LEE SAYLOR: And Frank Luke later moved there. And he made a tent house. And sawed up the old log cabins for firewood.

Even in -- when Frank moved up to old Tanacross he never build a house. He had a double-walled tent frame that -- KAREN BREWSTER: Wow.

LEE SAYLOR: -- was insulated and that's where he stayed.

KAREN BREWSTER: That's pretty cold in the winter. Why is --

LEE SAYLOR: Hey, I was there one night when it hit over 70 below. KAREN BREWSTER: Yeah.

LEE SAYLOR: In Frank’s tent house, yeah.

KAREN BREWSTER: And it was still warm enough?

LEE SAYLOR: It wasn’t warm. You just piled the blankets on and kept throwing the wood in.

KAREN BREWSTER: Yeah, it needs a lot of wood. (Phone ringing) LEE SAYLOR: Get the phone.

KAREN BREWSTER: -- question and then we'll be done. LEE SAYLOR: Sure.

KAREN BREWSTER: Which was to follow-up with when Chief Joe left and died in Tanana and George Lake -- Lake George was abandoned -- LEE SAYLOR: Sure.

KAREN BREWSTER: About what time period was that?

LEE SAYLOR: That was ’29. KAREN BREWSTER: Okay. LEE SAYLOR: That was that year.

KAREN BREWSTER: Okay. I'm trying to get a sense of the different communities and when they were used -- LEE SAYLOR: Uh-huh. KAREN BREWSTER: And not used and how people moved around. LEE SAYLOR: Yeah.

KAREN BREWSTER: I was thinking that the highway -- the good thing about the highway is it has helped people move between all those communities. LEE SAYLOR: Yeah.

KAREN BREWSTER: Maybe, more than they used to. LEE SAYLOR: It is, and -- yeah. KAREN BREWSTER: Okay. LEE SAYLOR: So, anyway, that's -- KAREN BREWSTER: But it does --

LEE SAYLOR: I can’t remember right now of anything just off hand.

KAREN BREWSTER: Yeah, but it does -- it sounds like going down towards Wrangell Park and over with the Ahtna people happened a little bit but -- LEE SAYLOR: Uh-huh.

KAREN BREWSTER: You know, did Healy Lake people -- Healy River people go down for salmon? Did they ever go -- ?

LEE SAYLOR: I don’t think so. Of course, I hear there was some kind of hostility between Healy Lake and the Goodpaster there.
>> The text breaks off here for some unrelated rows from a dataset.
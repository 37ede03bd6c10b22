//! Request normalization.
//!
//! Every inbound request is reduced to a canonical path, method and content
//! type before the route registry is consulted. The functions here are pure
//! and total: malformed input is folded into a default instead of rejected,
//! and rejection happens later by comparing against the matched route.

use http::Method;
use std::fmt;

/// Methods the dispatcher recognizes. Anything else is treated as `GET`.
pub const SUPPORTED_METHODS: [Method; 8] = [
    Method::GET,
    Method::POST,
    Method::DELETE,
    Method::HEAD,
    Method::PUT,
    Method::CONNECT,
    Method::TRACE,
    Method::OPTIONS,
];

/// Canonical request content types.
///
/// Raw `Content-Type` headers are matched against [`ContentType::ALL`] in
/// declaration order; the first allow-listed value contained in the header
/// wins.
#[derive(Debug, Clone, Copy, PartialEq, Eq, Hash)]
pub enum ContentType {
    MultipartFormData,
    TextHtml,
    TextPlain,
    TextCsv,
    ApplicationJson,
    FormUrlEncoded,
}

impl ContentType {
    /// Allow-list in matching order.
    pub const ALL: [ContentType; 6] = [
        ContentType::MultipartFormData,
        ContentType::TextHtml,
        ContentType::TextPlain,
        ContentType::TextCsv,
        ContentType::ApplicationJson,
        ContentType::FormUrlEncoded,
    ];

    #[must_use]
    pub const fn as_str(self) -> &'static str {
        match self {
            ContentType::MultipartFormData => "multipart/form-data",
            ContentType::TextHtml => "text/html",
            ContentType::TextPlain => "text/plain",
            ContentType::TextCsv => "text/csv",
            ContentType::ApplicationJson => "application/json",
            ContentType::FormUrlEncoded => "application/x-www-form-urlencoded",
        }
    }

    /// True for the content types whose body is read as text.
    #[must_use]
    pub const fn is_text(self) -> bool {
        matches!(
            self,
            ContentType::TextHtml | ContentType::TextPlain | ContentType::TextCsv
        )
    }
}

impl Default for ContentType {
    fn default() -> Self {
        ContentType::TextPlain
    }
}

impl fmt::Display for ContentType {
    fn fmt(&self, f: &mut fmt::Formatter<'_>) -> fmt::Result {
        f.write_str(self.as_str())
    }
}

/// Normalize a raw request path.
///
/// `None`, empty and `/` all map to the root key `""`. Otherwise the path is
/// lower-cased, stripped of surrounding whitespace and trailing slashes, and
/// given a leading slash. The result is a fixed point: normalizing it again
/// returns it unchanged.
#[must_use]
pub fn normalize_path(raw: Option<&str>) -> String {
    let lower = raw.unwrap_or_default().to_lowercase();
    let trimmed = lower
        .trim_start()
        .trim_end_matches(|c: char| c == '/' || c.is_whitespace());
    if trimmed.is_empty() {
        return String::new();
    }
    if trimmed.starts_with('/') {
        trimmed.to_string()
    } else {
        format!("/{trimmed}")
    }
}

/// Normalize a raw request method, defaulting to `GET`.
///
/// Matching is case-insensitive but exact, so a padded name such as `" POST"`
/// is unrecognized and falls back to `GET`.
#[must_use]
pub fn normalize_method(raw: Option<&str>) -> Method {
    let Some(raw) = raw else {
        return Method::GET;
    };
    let upper = raw.to_ascii_uppercase();
    SUPPORTED_METHODS
        .iter()
        .find(|m| m.as_str() == upper)
        .cloned()
        .unwrap_or(Method::GET)
}

/// Normalize a raw `Content-Type` header, defaulting to `text/plain`.
#[must_use]
pub fn normalize_content_type(raw: Option<&str>) -> ContentType {
    let Some(raw) = raw else {
        return ContentType::TextPlain;
    };
    let lower = raw.to_lowercase();
    ContentType::ALL
        .into_iter()
        .find(|ct| lower.contains(ct.as_str()))
        .unwrap_or(ContentType::TextPlain)
}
KAREN BREWSTER: Oh.

LEE SAYLOR: They’d -- they’d marry down that way, but yet there was -- it's the language barrier there.

KAREN BREWSTER: Right and Ahtna again would be a different language.

LEE SAYLOR: Yeah, although Mentasta is -- sometimes I think it's -- Mentasta dialect is closer to Tanacross/Healy Lake than it is to the Lower Ahtna.

KAREN BREWSTER: Uh-huh. Well, and certainly Tanacross, Tetlin, and Northway they're closer -- (Phone ringing) KAREN BREWSTER: Down there. LEE SAYLOR: Yeah. KAREN BREWSTER: Okay. Thank you. LEE SAYLOR: Uh-huh. KAREN BREWSTER: All the telephones I think we’re done.